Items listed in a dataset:
==============================
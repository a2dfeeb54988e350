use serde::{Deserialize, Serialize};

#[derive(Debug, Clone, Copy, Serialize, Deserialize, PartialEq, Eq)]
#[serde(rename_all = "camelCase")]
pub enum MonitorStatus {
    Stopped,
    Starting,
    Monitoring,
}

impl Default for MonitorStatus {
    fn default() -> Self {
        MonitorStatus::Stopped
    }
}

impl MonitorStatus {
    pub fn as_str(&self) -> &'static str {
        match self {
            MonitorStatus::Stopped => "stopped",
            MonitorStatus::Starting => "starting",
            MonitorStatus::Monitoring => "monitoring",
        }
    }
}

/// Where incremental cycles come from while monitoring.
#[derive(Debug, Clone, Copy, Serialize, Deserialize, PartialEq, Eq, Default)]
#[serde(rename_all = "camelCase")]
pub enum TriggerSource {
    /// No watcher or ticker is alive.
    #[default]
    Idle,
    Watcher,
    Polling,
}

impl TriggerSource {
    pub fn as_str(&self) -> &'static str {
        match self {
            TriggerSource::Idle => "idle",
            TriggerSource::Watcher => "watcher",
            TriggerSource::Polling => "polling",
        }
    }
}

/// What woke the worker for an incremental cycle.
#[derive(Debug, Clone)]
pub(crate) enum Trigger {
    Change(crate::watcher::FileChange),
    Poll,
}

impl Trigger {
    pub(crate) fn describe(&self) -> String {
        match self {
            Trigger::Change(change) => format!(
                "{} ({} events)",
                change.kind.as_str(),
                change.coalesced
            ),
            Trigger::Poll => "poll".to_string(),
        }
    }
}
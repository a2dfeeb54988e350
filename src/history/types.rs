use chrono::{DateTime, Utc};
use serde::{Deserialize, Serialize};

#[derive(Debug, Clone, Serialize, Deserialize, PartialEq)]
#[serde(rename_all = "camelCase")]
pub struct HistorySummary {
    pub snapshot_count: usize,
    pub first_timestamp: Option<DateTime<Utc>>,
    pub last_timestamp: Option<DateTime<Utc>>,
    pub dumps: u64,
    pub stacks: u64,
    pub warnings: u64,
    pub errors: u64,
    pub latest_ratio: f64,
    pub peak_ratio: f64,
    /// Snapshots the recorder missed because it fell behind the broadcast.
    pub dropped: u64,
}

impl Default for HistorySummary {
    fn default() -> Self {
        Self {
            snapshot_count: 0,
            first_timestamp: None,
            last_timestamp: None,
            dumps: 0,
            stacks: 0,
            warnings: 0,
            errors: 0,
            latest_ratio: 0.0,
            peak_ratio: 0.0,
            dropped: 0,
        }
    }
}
==============================
Would you repeat each of the records above exactly?

repository a2dfeeb54988e350
use serde::{Deserialize, Serialize};

#[derive(Debug, Clone, Copy, Serialize, Deserialize, PartialEq, Eq)]
#[serde(rename_all = "camelCase")]
pub enum MonitorStatus {
    Stopped,
    Starting,
    Monitoring,
}

impl Default for MonitorStatus {
    fn default() -> Self {
        MonitorStatus::Stopped
    }
}

impl MonitorStatus {
    pub fn as_str(&self) -> &'static str {
        match self {
            MonitorStatus::Stopped => "stopped",
            MonitorStatus::Starting => "starting",
            MonitorStatus::Monitoring => "monitoring",
        }
    }
}

/// Where incremental cycles come from while monitoring.
#[derive(Debug, Clone, Copy, Serialize, Deserialize, PartialEq, Eq, Default)]
#[serde(rename_all = "camelCase")]
pub enum TriggerSource {
    /// No watcher or ticker is alive.
    #[default]
    Idle,
    Watcher,
    Polling,
}

impl TriggerSource {
    pub fn as_str(&self) -> &'static str {
        match self {
            TriggerSource::Idle => "idle",
            TriggerSource::Watcher => "watcher",
            TriggerSource::Polling => "polling",
        }
    }
}

/// What woke the worker for an incremental cycle.
#[derive(Debug, Clone)]
pub(crate) enum Trigger {
    Change(crate::watcher::FileChange),
    Poll,
}

impl Trigger {
    pub(crate) fn describe(&self) -> String {
        match self {
            Trigger::Change(change) => format!(
                "{} ({} events)",
                change.kind.as_str(),
                change.coalesced
            ),
            Trigger::Poll => "poll".to_string(),
        }
    }
}
repository a2dfeeb54988e350
filename src/history/types.rs
use chrono::{DateTime, Utc};
use serde::{Deserialize, Serialize};

#[derive(Debug, Clone, Serialize, Deserialize, PartialEq)]
#[serde(rename_all = "camelCase")]
pub struct HistorySummary {
    pub snapshot_count: usize,
    pub first_timestamp: Option<DateTime<Utc>>,
    pub last_timestamp: Option<DateTime<Utc>>,
    pub dumps: u64,
    pub stacks: u64,
    pub warnings: u64,
    pub errors: u64,
    pub latest_ratio: f64,
    pub peak_ratio: f64,
    /// Snapshots the recorder missed because it fell behind the broadcast.
    pub dropped: u64,
}

impl Default for HistorySummary {
    fn default() -> Self {
        Self {
            snapshot_count: 0,
            first_timestamp: None,
            last_timestamp: None,
            dumps: 0,
            stacks: 0,
            warnings: 0,
            errors: 0,
            latest_ratio: 0.0,
            peak_ratio: 0.0,
            dropped: 0,
        }
    }
}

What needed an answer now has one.